My book gives the following. For a standard normal distribution: $$f_X(x)=\frac{1}{\sqrt{2\pi}}e^{-x^2/2}$$ The density of the sum of n independent standard normal random variable ($S_n$) is: $$f_{S_n}(x)=\frac{1}{\sqrt{2\pi n}}e^{-x^2/2n}$$ Similarly for the exponential distribution $$f_X(x)=\lambda e^{-\lambda x}$$ The density of the sum of n independent random variable each with the same exponential density is: $$ f_{S_n}(x)=\frac{\lambda e^{-\lambda x}(\lambda x)^{n-1}}{(n-1)!}$$ Where $S_n = X_1 + X_2 +...X_n$. If $A = S_n/n$ and I want to find $f_A$ for the standard normal and exponential density $f_X(x)= e^{-x}$, is the following approach correct: $$F_A(a) = P(S_n/n < a) = F_{S_n}(na)$$ $$dF_A(a)/da = f_A(a) = nf_{S_n}(na)$$
From this, $f_A$ for the standard normal case: $$f_{A}(a)=\frac{\sqrt{n}}{\sqrt{2\pi}}e^{-na^2/2}$$
$f_A$ for the exponential case: $$ f_{A}(a)=\frac{n^ne^{-na}x^{n-1}}{(n-1)!}$$
This doesn't match the solution in my book below:

The book is wrong.
Normal distribution.

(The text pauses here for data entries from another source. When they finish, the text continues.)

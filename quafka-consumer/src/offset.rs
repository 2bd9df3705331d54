//! Consumer-side offset bookkeeping.

use parking_lot::RwLock;
use quafka_core::{Offset, PartitionId, PartitionOffset};
use std::collections::BTreeMap;

#[derive(Debug, Default, Clone, Copy)]
struct Position {
    seen: Option<Offset>,
    committed: Option<Offset>,
}

/// Last offset seen and last offset committed, per partition.
///
/// The broker does not store consumer positions; this tracker is local to
/// one consumer.
#[derive(Debug, Default)]
pub struct OffsetTracker {
    positions: RwLock<BTreeMap<PartitionId, Position>>,
}

impl OffsetTracker {
    /// Empty tracker.
    #[must_use]
    pub fn new() -> Self {
        Self::default()
    }

    /// Record an offset reported for `partition`.
    pub fn record(&self, partition: PartitionId, offset: Offset) {
        self.positions.write().entry(partition).or_default().seen = Some(offset);
    }

    /// Mark everything seen as committed. Returns the positions committed.
    pub fn commit_all(&self) -> Vec<PartitionOffset> {
        let mut positions = self.positions.write();
        positions
            .iter_mut()
            .filter_map(|(partition, position)| {
                let seen = position.seen?;
                position.committed = Some(seen);
                Some(PartitionOffset::new(*partition, seen))
            })
            .collect()
    }

    /// Last offset seen on `partition`.
    pub fn position(&self, partition: PartitionId) -> Option<Offset> {
        self.positions.read().get(&partition).and_then(|p| p.seen)
    }

    /// Last offset committed on `partition`.
    pub fn committed(&self, partition: PartitionId) -> Option<Offset> {
        self.positions.read().get(&partition).and_then(|p| p.committed)
    }

    /// Seen offsets not yet committed, by partition.
    pub fn pending(&self) -> Vec<PartitionOffset> {
        self.positions
            .read()
            .iter()
            .filter_map(|(partition, position)| match (position.seen, position.committed) {
                (Some(seen), committed) if committed != Some(seen) => {
                    Some(PartitionOffset::new(*partition, seen))
                },
                _ => None,
            })
            .collect()
    }
}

For large $n$ the distribution should approach a $\delta$ function, which yours does. The book spreads out to be flat.
Exponential distribution. You have a minor error, using $x$ when you mean $a$. For $n=1$, your answer is correct, while the book has an extra factor of $x$.